The first 500 pages lay out the facts and the author's interpretation of them, while in the second part Pinker explains the neuroscience of human violence, then explores moral psychology to present his theory for the huge changes. In a nutshell, our moral progress is the result of the superposition of a handful of different processes. These are the emergence of states, commerce, increase in morals and intelligence, the belief in individual dignity, and the ever-expanding circles of empathy.

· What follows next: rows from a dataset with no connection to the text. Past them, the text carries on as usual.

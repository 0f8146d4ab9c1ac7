//! Aggregation output types

use chrono::{DateTime, Utc};
use serde::{Deserialize, Serialize};

use crate::agent::{OutputFormat, TaskId, TaskResult};
use crate::state::PlanId;

/// Strategy name used when exactly one result is aggregated
pub const SINGLE_RESULT: &str = "single_result";

#[derive(Debug, Clone, PartialEq, Serialize, Deserialize)]
pub struct AggregationSummary {
    pub total_agents: usize,
    pub successful_results: usize,
    pub failed_results: usize,
    pub total_duration_ms: u64,
    pub average_duration_ms: f64,
    /// Mean confidence of the successful results (0.5 where unreported)
    pub confidence: f64,
}

impl AggregationSummary {
    pub fn from_results(results: &[TaskResult]) -> Self {
        let successful: Vec<&TaskResult> = results.iter().filter(|r| r.success).collect();
        let total_duration_ms: u64 = results.iter().map(|r| r.duration_ms).sum();
        let confidence = if successful.is_empty() {
            0.0
        } else {
            successful
                .iter()
                .map(|r| r.metadata.confidence.unwrap_or(0.5))
                .sum::<f64>()
                / successful.len() as f64
        };

        Self {
            total_agents: results.len(),
            successful_results: successful.len(),
            failed_results: results.len() - successful.len(),
            total_duration_ms,
            average_duration_ms: if results.is_empty() {
                0.0
            } else {
                total_duration_ms as f64 / results.len() as f64
            },
            confidence,
        }
    }
}

/// Each 0-1
#[derive(Debug, Clone, Copy, PartialEq, Serialize, Deserialize)]
pub struct QualityMetrics {
    pub consistency: f64,
    pub completeness: f64,
    pub relevance: f64,
}

#[derive(Debug, Clone, PartialEq, Serialize, Deserialize)]
pub struct AggregationMetadata {
    pub timestamp: DateTime<Utc>,
    pub strategy: String,
    pub output_format: OutputFormat,
    pub quality: QualityMetrics,
}

/// Combined answer for one logical task
#[derive(Debug, Clone, PartialEq, Serialize, Deserialize)]
pub struct AggregatedOutput {
    pub id: String,
    pub task_id: TaskId,
    pub plan_id: Option<PlanId>,
    pub results: Vec<TaskResult>,
    pub summary: AggregationSummary,
    pub final_output: serde_json::Value,
    pub metadata: AggregationMetadata,
}

/// Public description of a registered strategy
#[derive(Debug, Clone, PartialEq, Eq, Serialize, Deserialize)]
pub struct StrategyInfo {
    pub name: String,
    pub supports: Vec<String>,
    pub priority: u32,
}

Each of them is examined at length, but the most interesting of the above is the one concerning morals and intelligence. According to this, morality in the last couple of centuries increased much like, and probably with, IQ. According to the Flynn-effect, with the reasons only guessed, the average IQ increased an average 3 points per decade since World War One, when tests started being applied en masse; which would mean an average man in 1920 would be considered intellectually slightly retarded by today's standards (with an IQ of 70). Similarly, says Pinker, the populace a century ago could be considered morally retarded. Older people that time still could remember slave auctions held in churches. They treated ethnic minorities and homosexuals quite abysmally, and "spare the rod and spoil the child" was the general advice. Nine out of ten, "the only good Indians are the dead Indians" - said Theodore Roosevelt, a progressive politician of his age. Woodrow Wilson, the leading architect of the League of Nations, was a KKK-supporter. "I hate Indians. They are a beastly people with a beastly religion" - so said Churchill and he was, in his own words, "strongly in favor of using poisoned gas against uncivilized tribes". Not just the general morals and political leaders fail to bear scrutiny. On the eve of World War One, many famous poets, philosophers, and thinkers (Eliot, Flaubert, Yeats, Shaw) expressed a deep yearning for the ennobling and purifying flames of war - probably assuming they don't get to be the ones in the trenches. They also held the masses in contempt that bordered on the genocidal.
It's a book that doesn't lend itself to summary easily. Almost every page contains a catchy phrase or a surprising insight that would deserve mentioning. On the other hand, despite being a massive tome, both deep and wide, it's an almost intoxicating read, structured, original, daring, clearly argued and captivating till the very end.